How well do you remember the last financial crisis? Can you clearly recall what happened to your finances?
Most people are pretty confident in the accuracy of their memories. Unfortunately, decades of research suggest their confidence is likely misplaced. And that overconfidence can cost them, especially as they age.
The human brain isn’t like a computer hard drive; rather, it is full of quirks and blind spots, which can make it difficult for investors to remember exactly how much the S&P 500 lost between 2007 and 2009. (Answer: the S&P lost more than 50% of its value.) These blind spots can have serious consequences, leading people to take far more risk than they can actually afford.
New research suggests that the distortions and gaps in our memory change as we get older. While most people assume that our memory simply gets worse over time, the reality is more subtle and complicated. Older adults have more experience, and perhaps the benefit of perspective, but they also have to deal with specific biases that influence the details of what they remember.
Bias for good news
Consider a study led by one of us (Dr. Castel), which showed subjects a series of faces paired with a specific monetary gain or loss. For instance, a brunette’s face might appear with a loss of $100, while a man with a goatee might come with a gain of $50. As expected, both young and old subjects were more likely to remember the pairings when they were associated with bigger monetary amounts.
However, interesting age-related differences emerged when the scientists looked at how well young and old people remembered gains and losses. While the young undergraduates were most likely to remember big losses, the older cohort—the group had an average age of 78-—did relatively better when shown faces paired with large gains. When it came to the largest losses, the senior citizens were approximately 25% less likely to recall the face-pairing than the young adults.
This finding builds on previous research showing that older adults pay more attention to positive information, like gains, suggesting a bias for good news built into the aging process. In addition, older adults also showed a recency effect, as they did relatively better when asked to recall money-face pairings they had just seen.
Taken together, this new research raises some important questions about how our memory might impact financial decision making as we get older.
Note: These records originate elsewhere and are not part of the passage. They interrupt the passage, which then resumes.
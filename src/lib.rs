//! # AevumDB
//!
//! The **range-scan core of an LSM-tree storage engine**: snapshot-consistent
//! range scans merged across the in-memory tables and every on-disk level,
//! delivered one value at a time through a caller-driven pull loop on a
//! single-threaded event loop.
//!
//! ## Architecture
//!
//! ```text
//! ┌───────────────────────────────────────────────────────────────┐
//! │                           Scan                                │
//! │   ┌───────────┐  ┌────────────┐  ┌─────────────────────────┐  │
//! │   │  Mutable  │  │ Immutable  │  │  LevelScan × L          │  │
//! │   │  memtable │  │ memtable   │  │  (manifest walk +       │  │
//! │   │  cursor   │  │ cursor     │  │   block walk per level) │  │
//! │   └─────┬─────┘  └─────┬──────┘  └──────────┬──────────────┘  │
//! │         └──────────────┴───────┬────────────┘                 │
//! │                    k-way merge (newest generation wins)       │
//! │                                │                              │
//! │   fetch(cb) ───────────────────┴────────► cb(Some(value))     │
//! └───────────────────────────────┬───────────────────────────────┘
//! │        Manifest (snapshot-consistent table authority)         │
//! │        Grid (asynchronous, checksummed block storage)         │
//! └───────────────────────────────────────────────────────────────┘
//! ```
//!
//! ## Modules
//!
//! | Module | Purpose |
//! |--------|---------|
//! | [`scan`] | Seek/fetch driver, per-level state machines, buffer pool, k-way merge |
//! | [`cursor`] | Cursors over sorted slices and the range searches that place them |
//! | [`block`] | Value, index-block, and data-block layout with CRC32 integrity |
//! | [`grid`] | Asynchronous block storage: reads and wakeups complete via an event loop |
//! | [`manifest`] | Which tables exist per level at each snapshot |
//! | [`memtable`] | Mutable and immutable in-memory tables |
//! | [`tree`] | Facade bundling the collaborators, plus blocking scan drivers |
//!
//! ## Key Guarantees
//!
//! - **Order** — values arrive strictly in key order, ascending or
//!   descending as requested, ties resolved newest-generation-first.
//! - **Snapshot isolation** — a scan pinned to a snapshot is unaffected by
//!   concurrent flushes and compactions.
//! - **One callback per fetch** — every `fetch` produces exactly one
//!   callback, asynchronously; end-of-scan is a single `None`.
//! - **Bounded memory** — a scan holds one index block and one data block
//!   per level, from a fixed shared pool, regardless of table count.
//! - **Integrity** — every block read is verified against its CRC32 before
//!   the scan touches it.
//!
//! ## Quick Start
//!
//! ```rust
//! use aevumdb::block::Value;
//! use aevumdb::cursor::Direction;
//! use aevumdb::grid::Grid;
//! use aevumdb::scan::ScanContext;
//! use aevumdb::tree::{TableBuilder, Tree, TreeConfig};
//!
//! let mut grid = Grid::new();
//! let mut tree = Tree::new(TreeConfig { level_count: 2, ..TreeConfig::default() });
//! let mut context = ScanContext::new(2);
//!
//! // A table on level 0...
//! let mut builder = TableBuilder::new(4);
//! builder.push(Value::put(b"apple", b"red"));
//! builder.push(Value::put(b"pear", b"green"));
//! builder.commit(&mut grid, &mut tree.manifest, 0, 1).unwrap();
//!
//! // ...and a fresher write in the memtable.
//! tree.table_mutable.put(b"apple", b"golden");
//!
//! let snapshot = tree.snapshot_current();
//! let live = tree
//!     .scan_live(&mut grid, &mut context, snapshot, b"a", b"z", Direction::Ascending)
//!     .unwrap();
//!
//! // The memtable's "apple" shadows the level's.
//! assert_eq!(live.len(), 2);
//! assert_eq!(live[0], (b"apple".to_vec(), b"golden".to_vec()));
//! assert_eq!(live[1], (b"pear".to_vec(), b"green".to_vec()));
//! ```

pub mod block;
pub mod cursor;
pub mod grid;
pub mod manifest;
pub mod memtable;
pub mod scan;
pub mod tree;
While more research is needed in this area, the current evidence suggests that older adults might have unique blind spots related to risk, especially if the market has been on an upswing in recent years. Because older adults show a bias toward gains and tend to remember the latest events, a bull market might lead them to forget about the last bear. Such forgetting can lead to serious decision-making mistakes. Unless we remember the lessons of the last crisis—what it felt like to watch as our portfolio was slashed in half—then we are bound to take excessive risk.
One way to deal with these potential pitfalls is to rely on financial autopilots. If you’re still accumulating assets, then target-date funds could work well, as those funds automatically adjust portfolio allocations as investors get older. If you are already drawing down assets to pay for living expenses, then annuities provide an autopilot solution for your paycheck. (Purchasing an annuity is often an irreversible decision, however, so getting help is a good idea.)
Such financial autopilots help counteract the positivity bias of old age, in which we pay less attention to our losses. It’s good to remember the good times, but forgetting about the bad can cost us money.